Continuing, Ray particularly acknowledged Guru’s role in bridging the gap between two genres. “I don’t know about the last moments of his life, as far as [Guru’s business and musical partner] Solar. I never met him or whatever, so I really can’t pass judgement. But what I do know is that from day one, [Guru] has been instrumental as far as merging Jazz [and Hip Hop]. When Keith grabbed onto it and started doing those Jazzmatazzalbums, it really kind of opened up new doors and new light, for artists as well as fans. I just think that he’s one of the greatest to ever do it; he might be one of the most underrated. I just believe that his legacy will live on.”



In the last year, video has surfaced online, featuring a curious interview with Benzino, conducted by none other than New Orleans emcee sensation Jay Electronica. Ray revealed that the footage is from his 2004 Arch Nemesis DVD, released in conjunction with the album of the same name. “I had met Jay Electronica when we [were still running] The Source. Dave [Mays] had introduced me to him. At that time, when were doing the whole Eminem [exposé], [Jay Electronica] was kind of agreeing with a lot of my views.” Four years prior to his true burst onto the national Hip Hop scene, Benzino recalled being intrigued by Jay’s qualities. “I was kind of blown away by his character. He was very smart, very disciplined and at that time, if I could compare him to anybody, it might be a Nas.”

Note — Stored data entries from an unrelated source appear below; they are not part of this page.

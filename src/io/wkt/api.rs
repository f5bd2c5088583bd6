use crate::error::Result;
use crate::geometry::Geometry;
use crate::io::wkt::reader::Parser;
use crate::io::wkt::writer::ToWkt;
use crate::io::ReadOptions;
use crate::trait_::GeometryKind;

/// Parse WKT or EWKT into a [`Geometry`] with the default [`ReadOptions`].
pub fn read(text: &str) -> Result<Geometry> {
    read_with_options(text, &Default::default())
}

/// Parse WKT or EWKT into a [`Geometry`].
///
/// Keywords are case-insensitive. Without a `SRID=<int>;` prefix the SRID is 0.
pub fn read_with_options(text: &str, options: &ReadOptions) -> Result<Geometry> {
    Parser::new(text, options).parse()
}

/// Encode a geometry as WKT. The SRID is not part of WKT and is dropped.
pub fn write(geom: &(impl ToWkt + ?Sized)) -> String {
    let mut out = String::new();
    geom.write_wkt(&mut out);
    out
}

/// Encode a geometry as EWKT, prefixing `SRID=<int>;` when the SRID is non-zero.
pub fn write_ewkt(geom: &(impl ToWkt + ?Sized)) -> String {
    let mut out = String::new();
    if geom.srid() != 0 {
        out.push_str(&format!("SRID={};", geom.srid()));
    }
    geom.write_wkt(&mut out);
    out
}

/// Decode a geometry of a specific kind from WKT or EWKT.
pub trait FromWKT: Sized {
    /// Parse `text`, failing with a type mismatch when it holds another kind of geometry.
    fn from_wkt(text: &str) -> Result<Self>;
}

impl<G: GeometryKind> FromWKT for G {
    fn from_wkt(text: &str) -> Result<Self> {
        G::from_geometry(read(text)?)
    }
}
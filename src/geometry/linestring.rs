use crate::datatypes::{Dimension, GeometryType};
use crate::error::{GeometryError, Result};
use crate::geometry::{Geometry, NestedArray, Point};
use crate::io::{wkb, wkt};
use crate::trait_::{CollectionMember, GeometryKind, GeometryTrait};
use crate::validate::{nth, validate_members};

/// A LineString: an ordered sequence of zero or at least two points.
#[derive(Debug, Clone, PartialEq)]
pub struct LineString {
    points: Vec<Point>,
    dim: Dimension,
    srid: i32,
}

impl LineString {
    /// Construct a LineString from points sharing `dim` and `srid`.
    ///
    /// Fails on a single point, or on an empty point among the vertices.
    pub fn new(points: Vec<Point>, dim: Dimension, srid: i32) -> Result<Self> {
        validate_members(&points, Some(GeometryType::Point), dim, srid)?;

        if points.len() == 1 {
            return Err(GeometryError::Degenerate(
                "a LineString must have zero or at least two points".to_string(),
            ));
        }
        if let Some(index) = points.iter().position(|p| p.is_empty()) {
            return Err(GeometryError::Degenerate(format!(
                "a LineString cannot contain an empty point (point {index})"
            )));
        }

        Ok(Self { points, dim, srid })
    }

    /// An empty LineString.
    pub fn empty(dim: Dimension, srid: i32) -> Self {
        Self {
            points: vec![],
            dim,
            srid,
        }
    }

    /// A 2D LineString.
    pub fn xy(points: Vec<Point>, srid: i32) -> Result<Self> {
        Self::new(points, Dimension::XY, srid)
    }

    /// A 3D LineString.
    pub fn xyz(points: Vec<Point>, srid: i32) -> Result<Self> {
        Self::new(points, Dimension::XYZ, srid)
    }

    /// A 2D LineString with measures.
    pub fn xym(points: Vec<Point>, srid: i32) -> Result<Self> {
        Self::new(points, Dimension::XYM, srid)
    }

    /// A 3D LineString with measures.
    pub fn xyzm(points: Vec<Point>, srid: i32) -> Result<Self> {
        Self::new(points, Dimension::XYZM, srid)
    }

    /// The number of points in this LineString
    pub fn num_points(&self) -> usize {
        self.points.len()
    }

    /// The `n`th point, 1-based.
    pub fn point_n(&self, n: usize) -> Result<&Point> {
        nth(&self.points, n)
    }

    /// An iterator over the points in this LineString
    pub fn points(&self) -> std::slice::Iter<'_, Point> {
        self.points.iter()
    }

    /// The first point, or `None` when empty.
    pub fn start_point(&self) -> Option<&Point> {
        self.points.first()
    }

    /// The last point, or `None` when empty.
    pub fn end_point(&self) -> Option<&Point> {
        self.points.last()
    }

    /// Whether the first and last points are coordinate-equal. Empty LineStrings are not closed.
    pub fn is_closed(&self) -> bool {
        match (self.start_point(), self.end_point()) {
            (Some(start), Some(end)) => start.coord() == end.coord(),
            _ => false,
        }
    }

    /// Whether this LineString can bound a polygon: empty, or closed with at least four points.
    pub(crate) fn check_ring(&self) -> Result<()> {
        if self.is_empty() {
            return Ok(());
        }
        if self.num_points() < 4 {
            return Err(GeometryError::Degenerate(format!(
                "a ring must have at least 4 points, got {}",
                self.num_points()
            )));
        }
        if !self.is_closed() {
            return Err(GeometryError::Degenerate(
                "a ring must be closed".to_string(),
            ));
        }
        Ok(())
    }
}

impl GeometryTrait for LineString {
    fn geometry_type(&self) -> GeometryType {
        GeometryType::LineString
    }

    fn dim(&self) -> Dimension {
        self.dim
    }

    fn srid(&self) -> i32 {
        self.srid
    }

    fn is_empty(&self) -> bool {
        self.points.is_empty()
    }

    fn dimension(&self) -> Result<usize> {
        Ok(1)
    }

    fn to_array(&self) -> NestedArray {
        NestedArray::Nested(self.points.iter().map(|p| p.to_array()).collect())
    }

    fn as_text(&self) -> String {
        wkt::write(self)
    }

    fn as_binary(&self) -> Vec<u8> {
        wkb::write(self, &Default::default())
    }
}

impl GeometryKind for LineString {
    const GEOMETRY_TYPE: Option<GeometryType> = Some(GeometryType::LineString);

    fn from_geometry(geom: Geometry) -> Result<Self> {
        geom.try_into()
    }

    fn with_srid(&self, srid: i32) -> Self {
        Self {
            points: self.points.iter().map(|p| p.with_srid(srid)).collect(),
            dim: self.dim,
            srid,
        }
    }
}

impl CollectionMember for LineString {
    const COLLECTION_TYPE: GeometryType = GeometryType::MultiLineString;
}

impl<'a> IntoIterator for &'a LineString {
    type Item = &'a Point;
    type IntoIter = std::slice::Iter<'a, Point>;

    fn into_iter(self) -> Self::IntoIter {
        self.points()
    }
}
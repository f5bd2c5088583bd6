//! Defines [`GeometryError`], representing all errors returned by this crate.

use thiserror::Error;

use crate::datatypes::{Dimension, GeometryType};

/// Enum with all errors in this crate.
#[derive(Error, Debug)]
#[non_exhaustive]
pub enum GeometryError {
    /// Malformed WKT input.
    #[error("WKT syntax error at position {position} near {token:?}: {message}")]
    Syntax {
        /// Byte offset of the offending token in the input.
        position: usize,
        /// The offending token, or an empty string at end of input.
        token: String,
        /// What the parser expected.
        message: String,
    },

    /// Malformed WKB input: truncated buffer, unknown type code or byte order flag.
    #[error("WKB decode error: {0}")]
    Decode(String),

    /// A geometry was not of the type required by its container or caller.
    #[error("Type mismatch{}: expected {expected}, got {actual}", member_suffix(.index))]
    TypeMismatch {
        /// Index of the offending collection member, if any.
        index: Option<usize>,
        /// Required geometry type.
        expected: GeometryType,
        /// Actual geometry type.
        actual: GeometryType,
    },

    /// A member's coordinate dimensionality disagrees with its container's.
    #[error("Dimension mismatch at member {index}: expected {expected}, got {actual}")]
    DimensionMismatch {
        /// Index of the offending member.
        index: usize,
        /// The container's dimensionality.
        expected: Dimension,
        /// The member's dimensionality.
        actual: Dimension,
    },

    /// A member's SRID disagrees with its container's.
    #[error("SRID mismatch at member {index}: expected {expected}, got {actual}")]
    SridMismatch {
        /// Index of the offending member.
        index: usize,
        /// The container's SRID.
        expected: i32,
        /// The member's SRID.
        actual: i32,
    },

    /// A 1-based accessor was called with an index outside `1..=len`.
    #[error("Index {index} out of range, expected 1..={len}")]
    OutOfRange {
        /// Requested index.
        index: usize,
        /// Number of available items.
        len: usize,
    },

    /// Structurally invalid geometry.
    #[error("Degenerate geometry: {0}")]
    Degenerate(String),

    /// [std::io::Error]
    #[error(transparent)]
    IOError(#[from] std::io::Error),
}

fn member_suffix(index: &Option<usize>) -> String {
    match index {
        Some(i) => format!(" at member {i}"),
        None => String::new(),
    }
}

/// Crate-specific result type.
pub type Result<T> = std::result::Result<T, GeometryError>;
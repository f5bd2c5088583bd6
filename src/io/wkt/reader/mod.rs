//! A recursive-descent WKT parser.

mod parser;
mod tokenizer;

pub(crate) use parser::Parser;
//! Encoding geometries to WKT.

mod scalar;

use std::fmt::Write;

use crate::geometry::Coord;
use crate::trait_::GeometryTrait;

/// Geometries that can be encoded as WKT.
///
/// Implementors write their parenthesised body; the tag, dimensionality keyword and `EMPTY`
/// are handled by [`ToWkt::write_wkt`].
pub trait ToWkt: GeometryTrait {
    /// Append the parenthesised body. Not called for empty geometries.
    fn write_wkt_body(&self, out: &mut String);

    /// Append this geometry as the member of a collection.
    ///
    /// Members of the homogeneous collections are written untagged.
    fn write_wkt_member(&self, out: &mut String) {
        if self.is_empty() {
            out.push_str("EMPTY");
        } else {
            self.write_wkt_body(out);
        }
    }

    /// Append the complete tagged WKT of this geometry.
    fn write_wkt(&self, out: &mut String) {
        out.push_str(self.geometry_type().wkt_tag());
        if let Some(tag) = self.dim().wkt_tag() {
            out.push(' ');
            out.push_str(tag);
        }
        if self.is_empty() {
            out.push_str(" EMPTY");
        } else {
            out.push(' ');
            self.write_wkt_body(out);
        }
    }
}

/// Append the ordinates of `coord` separated by spaces.
///
/// `f64`'s `Display` is the shortest representation that parses back to the same value.
pub(crate) fn write_coord(out: &mut String, coord: &Coord) {
    // Writing to a String cannot fail
    let _ = write!(out, "{} {}", coord.x, coord.y);
    if let Some(z) = coord.z {
        let _ = write!(out, " {z}");
    }
    if let Some(m) = coord.m {
        let _ = write!(out, " {m}");
    }
}

/// Append `items` as a parenthesised, comma separated list.
pub(crate) fn write_list<'a, T: 'a>(
    out: &mut String,
    items: impl IntoIterator<Item = &'a T>,
    mut write_item: impl FnMut(&mut String, &'a T),
) {
    out.push('(');
    for (i, item) in items.into_iter().enumerate() {
        if i > 0 {
            out.push_str(", ");
        }
        write_item(out, item);
    }
    out.push(')');
}
use crate::datatypes::Dimension;
use crate::geometry::{Coord, Point};
use crate::io::wkb::writer::{ToWkb, WkbWriter};
use crate::trait_::GeometryTrait;

/// The byte length of one coordinate.
pub(super) fn coord_wkb_size(dim: Dimension) -> usize {
    dim.size() * 8
}

/// Write the ordinates of `coord` in x, y, [z], [m] order.
pub(super) fn write_coord(writer: &mut WkbWriter, coord: &Coord) {
    writer.write_f64(coord.x);
    writer.write_f64(coord.y);
    if let Some(z) = coord.z {
        writer.write_f64(z);
    }
    if let Some(m) = coord.m {
        writer.write_f64(m);
    }
}

impl ToWkb for Point {
    fn wkb_body_size(&self) -> usize {
        coord_wkb_size(self.dim())
    }

    fn write_wkb_body(&self, writer: &mut WkbWriter) {
        match self.coord() {
            Some(coord) => write_coord(writer, coord),
            // Empty points have no encoding of their own; NaN in every ordinate is the convention
            None => {
                for _ in 0..self.dim().size() {
                    writer.write_f64(f64::NAN);
                }
            }
        }
    }
}
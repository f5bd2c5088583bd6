use crate::geometry::{LineString, Point};

pub(crate) fn ls0() -> LineString {
    LineString::xy(vec![Point::xy(0., 1., 0), Point::xy(1., 2., 0)], 0).unwrap()
}

pub(crate) fn ls1() -> LineString {
    LineString::xy(
        vec![
            Point::xy(3., 4., 0),
            Point::xy(5., 6., 0),
            Point::xy(7., 8., 0),
        ],
        0,
    )
    .unwrap()
}

/// A closed 10 by 10 square at the origin.
pub(crate) fn ring0() -> LineString {
    square(0., 0., 10.)
}

pub(crate) fn square(x: f64, y: f64, size: f64) -> LineString {
    LineString::xy(
        vec![
            Point::xy(x, y, 0),
            Point::xy(x + size, y, 0),
            Point::xy(x + size, y + size, 0),
            Point::xy(x, y + size, 0),
            Point::xy(x, y, 0),
        ],
        0,
    )
    .unwrap()
}

pub(crate) fn ls_zm() -> LineString {
    LineString::xyzm(
        vec![
            Point::xyzm(0., 0., 1., 10., 4326),
            Point::xyzm(1., 1., 2., 20., 4326),
        ],
        4326,
    )
    .unwrap()
}
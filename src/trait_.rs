//! Capability traits shared by every geometry in the value model.

use crate::datatypes::{Dimension, GeometryType};
use crate::error::Result;
use crate::geometry::{Geometry, NestedArray};
use crate::io::wkb::ToWkb;
use crate::io::wkt::ToWkt;

/// The capability set exposed by every concrete geometry and by [`Geometry`] itself.
pub trait GeometryTrait {
    /// The concrete kind of this geometry.
    fn geometry_type(&self) -> GeometryType;

    /// The coordinate dimensionality, fixed at construction.
    fn dim(&self) -> Dimension;

    /// The spatial reference identifier. Opaque, only ever compared for equality.
    fn srid(&self) -> i32;

    /// Whether this geometry has no coordinates at all.
    fn is_empty(&self) -> bool;

    /// The topological dimension: 0 for points, 1 for curves, 2 for surfaces.
    ///
    /// Collections report the maximum over their members and fail when empty.
    fn dimension(&self) -> Result<usize>;

    /// A nested numeric representation of the coordinates.
    fn to_array(&self) -> NestedArray;

    /// Encode as WKT.
    fn as_text(&self) -> String;

    /// Encode as WKB with the default writer options.
    fn as_binary(&self) -> Vec<u8>;

    /// Encode as EWKT, prefixing `SRID=<int>;` when the SRID is non-zero.
    fn as_ewkt(&self) -> String {
        match self.srid() {
            0 => self.as_text(),
            srid => format!("SRID={srid};{}", self.as_text()),
        }
    }

    /// Whether every coordinate carries a Z ordinate.
    fn is_3d(&self) -> bool {
        self.dim().has_z()
    }

    /// Whether every coordinate carries an M ordinate.
    fn is_measured(&self) -> bool {
        self.dim().has_m()
    }

    /// Number of ordinates per coordinate, 2 to 4.
    fn coordinate_dimension(&self) -> usize {
        self.dim().size()
    }

    /// Number of spatial ordinates per coordinate, 2 or 3. M is not spatial.
    fn spatial_dimension(&self) -> usize {
        if self.is_3d() {
            3
        } else {
            2
        }
    }
}

/// A geometry type that can be narrowed from a [`Geometry`].
///
/// Implemented by the seven concrete types and by [`Geometry`], which accepts anything.
pub trait GeometryKind: GeometryTrait + Into<Geometry> + Clone + PartialEq {
    /// The required runtime type, or `None` when any geometry is acceptable.
    const GEOMETRY_TYPE: Option<GeometryType>;

    /// Narrow a [`Geometry`], failing with a type mismatch if it is of another kind.
    fn from_geometry(geom: Geometry) -> Result<Self>;

    /// A copy of this geometry, with the SRID replaced recursively.
    fn with_srid(&self, srid: i32) -> Self;

    /// Equality that ignores the order of collection members.
    fn spatially_equals(&self, other: &Self) -> bool {
        self == other
    }
}

/// A geometry type that may be the member of a collection.
pub trait CollectionMember: GeometryKind + ToWkt + ToWkb {
    /// The type of a collection holding members of this type.
    const COLLECTION_TYPE: GeometryType;
}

Benzino acknowledged that while the DVD was released in October of 2004, it did not reach the masses, due to the then-issues at hand. “We made the DVD. The DVD kind of got lost in the matrix, I guess. Nobody really [saw] it. It’s only until now, where Jay Electronica is blowin’, that people are lookin’ at it [with interest]. I’m sure some people that still have that bad taste in their mouth about ‘Zino, I think it might even change [their perceptions of me], considering that he really is a major voice on the underground circuit in blog sites and [online Hip Hop magazines]. I know it’s kind of surprising to see these guys who have been kind of goin’ against what I’ve been sayin’ to see one of their own agree with me, but that’s just life.”

Six years later, Ray applauds the man who went from interviewer to an emcee/producer running in the same circles as Nas, Diddy and Reflection Eternal. “Big up to Jay Electronica. I haven’t spoken to him [since those days]. I would hope that he would reach out, or that we could sit down again, but it was a great interview that we did,” Ray said. He spoke to the merits of fans looking at the film for more than just seeing Jay however. “We touched on everything, from The Source magazine, to Eminem situation, to Paul Pierce, to the situation with the Ruff Ryders, and we basically talked about my whole career from Boston to up to 2003.” To Ray, Arch Nemesis is essential to understanding an ofted muted viewpoint. “It’s just history. It’s my [Vh1] Behind The Music kind of thing, where I get to tell my side of the story.”